Sunday, March 27, 2011

iMother ;)


I love her, like a mother would, her child. 


Even after 2-3 readings of Stephenie Meyer’s The Host, the concept of maternal love that engulfs a complete stranger for another complete stranger was... let’s just say it was strange to me. Of course, as a 16 year old, obviously I wouldn’t understand. I would know the other end of it, the love of a child for his or her mother. But mother to child...? I know that it is that kind of love where the usage of the word “magnitude” itself would be derogatory to the bond. The depth of the love is unfathomable...

And with that mentality, AishU was travelling to another city, to meet a few people very very close to her. Like I said, I’m a 16 year old. My mother was extremely worried about my safety... In the very beginning, the worries were more general: AishU, make sure you know who is picking you up, keep their cell phone numbers with you, if there’s any issue, you know whom to call, etc, etc, etc... Justified. Then came the more primal, more human worries... Don’t talk to strangers, don’t get too familiar with anyone, all of that.

They say man is a social animal... I agree. I think the ‘social’ trait was hammered into me by God way more than it was hammered into others, in as much as, I just can’t keep quiet, and listen to music on a 12 hour train journey. In fact, not talking is closest to impossible for me! xD

Add to it, the people in my compartment: Two aunties, three kids... AishU. Two aunties. Three kids. Don’t talk. What the HELL! They just didn’t go together. J

The kid I first set my eyes upon... Her eyes the colour of night, her skin the colour of milk, and her beautiful curls the most beautiful brown I’ve ever seen... She’s beautiful because I love her, and not the other way round... She’s beautiful because I love her. I couldn’t get my eyes off her, and I couldn’t stop smiling, as I watched her play, give flying kisses, and blink shyly... I’ve never had the urge to look at anyone the way I did want to look at this baby. The best part is that the urge didn’t seem wrong. It seemed to come from every cell inside of me.
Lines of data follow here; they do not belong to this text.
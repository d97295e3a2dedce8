//! Side-effect-free state queries.
//!
//! Debuggers and trace viewers inspect chips through this trait. Register
//! reads on the bus can clear flags or pop FIFOs; queries never do.

use std::fmt;

/// A dynamically-typed query result.
#[derive(Debug, Clone, PartialEq, Eq)]
#[cfg_attr(feature = "serde", derive(serde::Serialize, serde::Deserialize))]
pub enum Value {
    /// Pin or flag state.
    Bool(bool),
    /// 8-bit register.
    U8(u8),
    /// 16-bit counter or address.
    U16(u16),
    /// Wide counter (wait times, cycle counts).
    U64(u64),
    /// State names and other text.
    String(String),
}

impl fmt::Display for Value {
    fn fmt(&self, f: &mut fmt::Formatter<'_>) -> fmt::Result {
        match self {
            Value::Bool(v) => write!(f, "{}", u8::from(*v)),
            Value::U8(v) => write!(f, "${v:02X}"),
            Value::U16(v) => write!(f, "${v:04X}"),
            Value::U64(v) => write!(f, "{v}"),
            Value::String(v) => f.write_str(v),
        }
    }
}

impl From<bool> for Value {
    fn from(v: bool) -> Self {
        Value::Bool(v)
    }
}

impl From<u8> for Value {
    fn from(v: u8) -> Self {
        Value::U8(v)
    }
}

impl From<u16> for Value {
    fn from(v: u16) -> Self {
        Value::U16(v)
    }
}

impl From<u64> for Value {
    fn from(v: u64) -> Self {
        Value::U64(v)
    }
}

impl From<&str> for Value {
    fn from(v: &str) -> Self {
        Value::String(v.to_owned())
    }
}

/// A chip whose state can be inspected without disturbing it.
pub trait Observable {
    /// Query one property by dotted path, e.g. `"ifr"` or `"fifo3.h2p_n"`.
    ///
    /// Returns `None` for unknown paths.
    fn query(&self, path: &str) -> Option<Value>;

    /// Every path `query` answers.
    fn query_paths(&self) -> &'static [&'static str];
}
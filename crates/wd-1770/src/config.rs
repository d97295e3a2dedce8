use serde::{Deserialize, Serialize};

/// Which part is fitted. The two differ only in step rates.
#[derive(Debug, Clone, Copy, Default, PartialEq, Eq, Hash, Serialize, Deserialize)]
#[serde(rename_all = "lowercase")]
pub enum Wd1770Variant {
    #[default]
    Wd1770,
    Wd1772,
}

impl Wd1770Variant {
    /// Step rates in milliseconds, indexed by the command's `r` bits.
    #[must_use]
    pub fn step_rates_ms(self) -> [u32; 4] {
        match self {
            Self::Wd1770 => [6, 12, 20, 30],
            // The data sheet says 2, 3, 5, 6; everything else says this.
            Self::Wd1772 => [2, 3, 6, 12],
        }
    }
}

#[derive(Debug, Clone, Copy, Default, PartialEq, Eq, Serialize, Deserialize)]
#[serde(default)]
pub struct Wd1770Config {
    pub variant: Wd1770Variant,
    /// The INTRQ pin isn't wired up, so it never goes high.
    pub no_intrq: bool,
}

#[cfg(test)]
mod tests {
    use super::*;

    #[test]
    fn step_rates() {
        assert_eq!(Wd1770Variant::Wd1770.step_rates_ms(), [6, 12, 20, 30]);
        assert_eq!(Wd1770Variant::Wd1772.step_rates_ms(), [2, 3, 6, 12]);
    }
}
I wanted to hold her, that Angel. I wanted to hold her just to feel that this was real, she was real. And when she smiled at me, the heavens above had conspired to make me happy. When she played with me, like there was nothing else I wanted from life. And when I held her, I didn’t know what I’d done to deserve that contentment. It was exactly what my dad has warned me against: don’t get too familiar. And yet, I did. I’d broken every barrier and fallen in love with this Angel. I cared for her from that instant like I  knew her all my life.
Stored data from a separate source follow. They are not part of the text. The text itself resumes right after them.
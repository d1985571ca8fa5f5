//! Shared domain types.
//!
//! Wire forms are lowercase strings (`"vibrating"`, `"monitor"`, ...)
//! to stay compatible with the existing sensor bridge and dashboard
//! clients.

use serde::{Deserialize, Serialize};

/// All timestamps are UTC.
pub type Timestamp = chrono::DateTime<chrono::Utc>;

// ---------------------------------------------------------------------------
// Sensor observations
// ---------------------------------------------------------------------------

/// Binary reading reported by the vibration sensor bridge.
#[derive(Debug, Clone, Copy, PartialEq, Eq, Serialize, Deserialize)]
#[serde(rename_all = "lowercase")]
pub enum SensorState {
    Vibrating,
    Stationary,
}

impl std::fmt::Display for SensorState {
    fn fmt(&self, f: &mut std::fmt::Formatter<'_>) -> std::fmt::Result {
        match self {
            SensorState::Vibrating => write!(f, "vibrating"),
            SensorState::Stationary => write!(f, "stationary"),
        }
    }
}

/// One timestamped sensor reading. Immutable once created; the
/// timestamp is assigned server-side at receipt, never by the bridge.
#[derive(Debug, Clone, Copy, PartialEq, Eq, Serialize, Deserialize)]
pub struct Observation {
    pub state: SensorState,
    pub timestamp: Timestamp,
}

impl Observation {
    pub fn new(state: SensorState, timestamp: Timestamp) -> Self {
        Self { state, timestamp }
    }
}

// ---------------------------------------------------------------------------
// Registry state
// ---------------------------------------------------------------------------

/// Whether an appliance cycle is actively being watched for completion.
#[derive(Debug, Clone, Copy, PartialEq, Eq, Serialize, Deserialize)]
#[serde(rename_all = "lowercase")]
pub enum AgentStatus {
    Monitor,
    Idle,
}

impl std::fmt::Display for AgentStatus {
    fn fmt(&self, f: &mut std::fmt::Formatter<'_>) -> std::fmt::Result {
        match self {
            AgentStatus::Monitor => write!(f, "monitor"),
            AgentStatus::Idle => write!(f, "idle"),
        }
    }
}

/// Registry entry for one appliance: the monitor/idle flag and the
/// user who started monitoring. `user` is empty whenever the status
/// is idle.
#[derive(Debug, Clone, PartialEq, Eq, Serialize, Deserialize)]
pub struct AgentState {
    pub status: AgentStatus,
    pub user: String,
}

impl Default for AgentState {
    fn default() -> Self {
        Self {
            status: AgentStatus::Idle,
            user: String::new(),
        }
    }
}

// ---------------------------------------------------------------------------
// Appliances
// ---------------------------------------------------------------------------

/// The monitored appliances. Each has its own registry entry and its
/// own agent process.
#[derive(Debug, Clone, Copy, PartialEq, Eq, Hash, Serialize, Deserialize)]
#[serde(rename_all = "lowercase")]
pub enum Appliance {
    Washer,
    Dryer,
}

impl Appliance {
    /// Human-readable completion message sent to users.
    pub fn finished_message(&self) -> &'static str {
        match self {
            Appliance::Washer => "\u{2705} Washer has finished running",
            Appliance::Dryer => "\u{2705} Dryer has finished running",
        }
    }
}

impl std::fmt::Display for Appliance {
    fn fmt(&self, f: &mut std::fmt::Formatter<'_>) -> std::fmt::Result {
        match self {
            Appliance::Washer => write!(f, "washer"),
            Appliance::Dryer => write!(f, "dryer"),
        }
    }
}

impl std::str::FromStr for Appliance {
    type Err = crate::error::CoreError;

    fn from_str(s: &str) -> Result<Self, Self::Err> {
        match s {
            "washer" => Ok(Appliance::Washer),
            "dryer" => Ok(Appliance::Dryer),
            other => Err(crate::error::CoreError::Validation(format!(
                "Unknown appliance: '{other}'. Valid appliances: washer, dryer"
            ))),
        }
    }
}

// ---------------------------------------------------------------------------
// Tests
// ---------------------------------------------------------------------------
use axum::{routing::get, Json, Router};
use serde::Serialize;

use crate::state::AppState;

/// Health check response payload.
#[derive(Serialize)]
pub struct HealthResponse {
    /// Overall service status.
    pub status: &'static str,
    /// Crate version from Cargo.toml.
    pub version: &'static str,
}

/// GET /health -- trivial liveness probe, always OK.
async fn health_check() -> Json<HealthResponse> {
    Json(HealthResponse {
        status: "ok",
        version: env!("CARGO_PKG_VERSION"),
    })
}

pub fn router() -> Router<AppState> {
    Router::new().route("/health", get(health_check))
}
//! Agent configuration loaded from environment variables.

use std::collections::HashMap;
use std::time::Duration;

use spindown_core::types::Appliance;

/// Default interval between evaluation cycles.
pub const DEFAULT_EVAL_INTERVAL_SECS: u64 = 5;

/// Default ingest listen port.
pub const DEFAULT_PORT: u16 = 8005;

/// Credentials and endpoint for the SMS gateway.
#[derive(Debug, Clone)]
pub struct SmsConfig {
    pub url: String,
    pub user: String,
    pub password: String,
}

/// Agent process configuration.
///
/// | Variable              | Required | Default | Description                                  |
/// |-----------------------|----------|---------|----------------------------------------------|
/// | `API_SERVER_URL`      | yes      | --      | Base URL of the status registry              |
/// | `APPLIANCE`           | no       | `dryer` | Which appliance this agent watches           |
/// | `PORT`                | no       | `8005`  | Ingest listen port                           |
/// | `EVAL_INTERVAL_SECS`  | no       | `5`     | Seconds between evaluation cycles            |
/// | `SEND_SMS_URL`        | no       | --      | SMS gateway endpoint (notifications off when unset) |
/// | `SMS_USER`            | no       | --      | SMS gateway basic-auth user                  |
/// | `SMS_PASSWORD`        | no       | --      | SMS gateway basic-auth password              |
/// | `USER1_PHONE_NUMBER`  | no       | --      | Destination for user `user1`                 |
/// | `USER2_PHONE_NUMBER`  | no       | --      | Destination for user `user2`                 |
/// | `NOTIFY_ALL_USERS`    | no       | `false` | Notify every configured number, not just the monitor owner |
#[derive(Debug, Clone)]
pub struct AgentConfig {
    pub api_server_url: String,
    pub appliance: Appliance,
    pub port: u16,
    pub eval_interval: Duration,
    pub sms: Option<SmsConfig>,
    /// Registry user identifier -> destination phone number.
    pub phone_numbers: HashMap<String, String>,
    pub notify_all_users: bool,
}

impl AgentConfig {
    /// Load configuration from the environment, exiting with a logged
    /// error when a required variable is missing or malformed.
    pub fn from_env() -> Self {
        let api_server_url = std::env::var("API_SERVER_URL").unwrap_or_else(|_| {
            tracing::error!("API_SERVER_URL environment variable is required");
            std::process::exit(1);
        });

        let appliance: Appliance = std::env::var("APPLIANCE")
            .unwrap_or_else(|_| "dryer".into())
            .parse()
            .unwrap_or_else(|e| {
                tracing::error!(error = %e, "APPLIANCE must be 'washer' or 'dryer'");
                std::process::exit(1);
            });

        let port: u16 = parse_or_default(std::env::var("PORT").ok(), DEFAULT_PORT)
            .unwrap_or_else(|e| {
                tracing::error!(error = %e, "PORT must be a valid port number");
                std::process::exit(1);
            });

        let eval_interval_secs: u64 = parse_or_default(
            std::env::var("EVAL_INTERVAL_SECS").ok(),
            DEFAULT_EVAL_INTERVAL_SECS,
        )
        .unwrap_or_else(|e| {
            tracing::error!(error = %e, "EVAL_INTERVAL_SECS must be a whole number of seconds");
            std::process::exit(1);
        });

        let sms = match (
            std::env::var("SEND_SMS_URL"),
            std::env::var("SMS_USER"),
            std::env::var("SMS_PASSWORD"),
        ) {
            (Ok(url), Ok(user), Ok(password)) => Some(SmsConfig {
                url,
                user,
                password,
            }),
            _ => {
                tracing::warn!("SMS gateway not fully configured, notifications disabled");
                None
            }
        };

        let mut phone_numbers = HashMap::new();
        for (user, var) in [("user1", "USER1_PHONE_NUMBER"), ("user2", "USER2_PHONE_NUMBER")] {
            if let Ok(number) = std::env::var(var) {
                if !number.trim().is_empty() {
                    phone_numbers.insert(user.to_string(), number.trim().to_string());
                }
            }
        }

        let notify_all_users = std::env::var("NOTIFY_ALL_USERS")
            .map(|v| v.eq_ignore_ascii_case("true") || v == "1")
            .unwrap_or(false);

        Self {
            api_server_url,
            appliance,
            port,
            eval_interval: Duration::from_secs(eval_interval_secs),
            sms,
            phone_numbers,
            notify_all_users,
        }
    }
}

/// Parse an optional env value. An unset variable falls back to the
/// default; a set-but-malformed value is an error, never a silent
/// fallback.
fn parse_or_default<T: std::str::FromStr>(raw: Option<String>, default: T) -> Result<T, T::Err> {
    match raw {
        Some(raw) => raw.trim().parse(),
        None => Ok(default),
    }
}

// ---------------------------------------------------------------------------
// Tests
// ---------------------------------------------------------------------------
It is extremely hard for me to fall asleep in trains, especially because of all the shaking and the speed... I’d tired myself out that day so that I could sleep in the train. And yet, when I saw this two and a half year old, I felt all my energy return to every part of me. Only when she fell asleep did I actually feel the first sparks of worry, as I’d realised that I was so energised and refreshed just by playing with her and holding her that I wouldn’t have been able to sleep... And when I lay down that night, I knew I wouldn’t sleep... It wasn’t the journey ahead that occupied my mind, but thoughts of this little girl sleeping in the berth opposite to mine. I was worried... worried more for her. I hoped that she’d sleep well, wake up fully charged for whatever she was to do that next day... I hoped she’d get the milk she was so craving for in the evening...
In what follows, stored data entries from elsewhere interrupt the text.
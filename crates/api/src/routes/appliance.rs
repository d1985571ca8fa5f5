//! Per-appliance agent status endpoints.
//!
//! ```text
//! GET  /{appliance}/getAgentStatus -> current monitor/idle state
//! POST /{appliance}/setAgentStatus -> arm monitoring or mark idle
//! ```
//!
//! The camelCase paths are kept wire-compatible with the existing
//! sensor bridge and dashboard clients.

use axum::extract::{Path, State};
use axum::response::IntoResponse;
use axum::routing::{get, post};
use axum::{Json, Router};
use serde::{Deserialize, Serialize};
use spindown_core::error::CoreError;
use spindown_core::types::{AgentState, Appliance};

use crate::error::{AppError, AppResult};
use crate::state::AppState;

/// Request body for `setAgentStatus`. The status arrives as a raw
/// string so an unknown value can be answered with a 400 and a
/// helpful message rather than a deserialization rejection.
#[derive(Debug, Deserialize)]
pub struct SetAgentStatusRequest {
    pub status: String,
    #[serde(default)]
    pub user: Option<String>,
}

#[derive(Debug, Serialize)]
struct SetAgentStatusResponse {
    message: &'static str,
    status: String,
    user: String,
}

fn parse_appliance(segment: &str) -> AppResult<Appliance> {
    segment
        .parse::<Appliance>()
        .map_err(|_| AppError::NotFound(format!("Unknown appliance: '{segment}'")))
}

/// GET /{appliance}/getAgentStatus
///
/// Returns `{ status, user }`; `user` is empty whenever the appliance
/// is idle.
pub async fn get_agent_status(
    State(state): State<AppState>,
    Path(appliance): Path<String>,
) -> AppResult<impl IntoResponse> {
    let appliance = parse_appliance(&appliance)?;

    let current = state
        .registry
        .read()
        .map_err(|_| CoreError::Internal("registry lock poisoned".into()))?
        .get(appliance);

    Ok(Json(current))
}

/// POST /{appliance}/setAgentStatus
///
/// `monitor` requires a non-empty `user`; `idle` clears the user and
/// is safe to call redundantly.
pub async fn set_agent_status(
    State(state): State<AppState>,
    Path(appliance): Path<String>,
    Json(input): Json<SetAgentStatusRequest>,
) -> AppResult<impl IntoResponse> {
    let appliance = parse_appliance(&appliance)?;

    let result: AgentState = {
        let mut registry = state
            .registry
            .write()
            .map_err(|_| CoreError::Internal("registry lock poisoned".into()))?;

        match input.status.as_str() {
            "monitor" => registry.set_monitor(appliance, input.user.as_deref().unwrap_or(""))?,
            "idle" => registry.set_idle(appliance),
            _ => {
                return Err(AppError::BadRequest(
                    "Status must be 'monitor' or 'idle'".into(),
                ))
            }
        }
    };

    tracing::info!(
        appliance = %appliance,
        status = %result.status,
        user = %result.user,
        "Agent status set",
    );

    Ok(Json(SetAgentStatusResponse {
        message: "Agent status set successfully",
        status: result.status.to_string(),
        user: result.user,
    }))
}

pub fn router() -> Router<AppState> {
    Router::new()
        .route("/{appliance}/getAgentStatus", get(get_agent_status))
        .route("/{appliance}/setAgentStatus", post(set_agent_status))
}
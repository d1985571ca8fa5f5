//! Status Registry server library.
//!
//! Exposes the building blocks (config, state, error handling, routes,
//! router assembly) so integration tests and the binary entrypoint can
//! both access them.

pub mod config;
pub mod error;
pub mod registry;
pub mod router;
pub mod routes;
pub mod state;
pub mod users;
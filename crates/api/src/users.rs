//! User display profiles served to the dashboard.

use serde::Serialize;

/// Display name and accent color for one household user.
#[derive(Debug, Clone, Serialize)]
pub struct UserProfile {
    pub name: String,
    pub color: String,
}

impl UserProfile {
    /// Read a profile from the given environment variables. Missing
    /// variables yield empty strings; call [`with_defaults`] to fill
    /// them in.
    ///
    /// [`with_defaults`]: UserProfile::with_defaults
    pub fn from_env(name_var: &str, color_var: &str) -> Self {
        Self {
            name: std::env::var(name_var).unwrap_or_default(),
            color: std::env::var(color_var).unwrap_or_default(),
        }
    }

    /// Fill empty or malformed fields with defaults, warning when a
    /// default is used so misconfiguration is visible at startup.
    /// A color that does not start with `#` is treated as malformed.
    pub fn with_defaults(mut self, default_name: &str, default_color: &str) -> Self {
        if self.name.is_empty() {
            tracing::warn!(default = default_name, "User name not set, using default");
            self.name = default_name.to_string();
        }
        if !self.color.starts_with('#') {
            tracing::warn!(default = default_color, "User color not set or not a hex value, using default");
            self.color = default_color.to_string();
        }
        self
    }
}

// ---------------------------------------------------------------------------
// Tests
// ---------------------------------------------------------------------------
And I did fall asleep. I slept while listening to her rhythmic breath. I felt like there couldn’t be a more beautiful sound than that. In that minute, which I’ll hold dear to me for Eternity, I understood, in the truest sense, what 
music is. Its this baby’s breath...



And the next morning when I woke up, my eyes ached for her sight. And I was blessed. She was right there, in the berth opposite to me. A wave of relief washed over me. Just that she was safe, although there wasn’t any need to be worried, made me elated. Happy. Out of the world...

When she woke up, I said, “Good Morning!” with the hugest ever smile on my face, and every bit of me meant it. When I asked her whether she slept well, every fibre of me was concerned. If only they could feel the warmth of my concern, they’d be baking.

So here I was, with concern emanating from me for an absolute stranger... It wasn’t ‘this’ baby. MY baby. Not in the possessive sense, but in as much as... Love.

This wasn’t some love where one feels guilty, gets hurt, expects... It was pure, ethereal, blessed. It wasn’t where I could feel the pain of separation, because the fact that we met in the first place made me feel contented.

When we got off the train, her mother asked me to hold her for a while. And no one on earth, no one could’ve ever felt happier. More honoured. With her in my arms, I felt safe. I felt like I’d let go of her, only if I knew for sure, every atom in the Universe promised to me that they’d take care of her. Bless her.

And there I  understood... That was my version of maternal love. The love I’d developed for this Angel, this Child of God... Clean and deep...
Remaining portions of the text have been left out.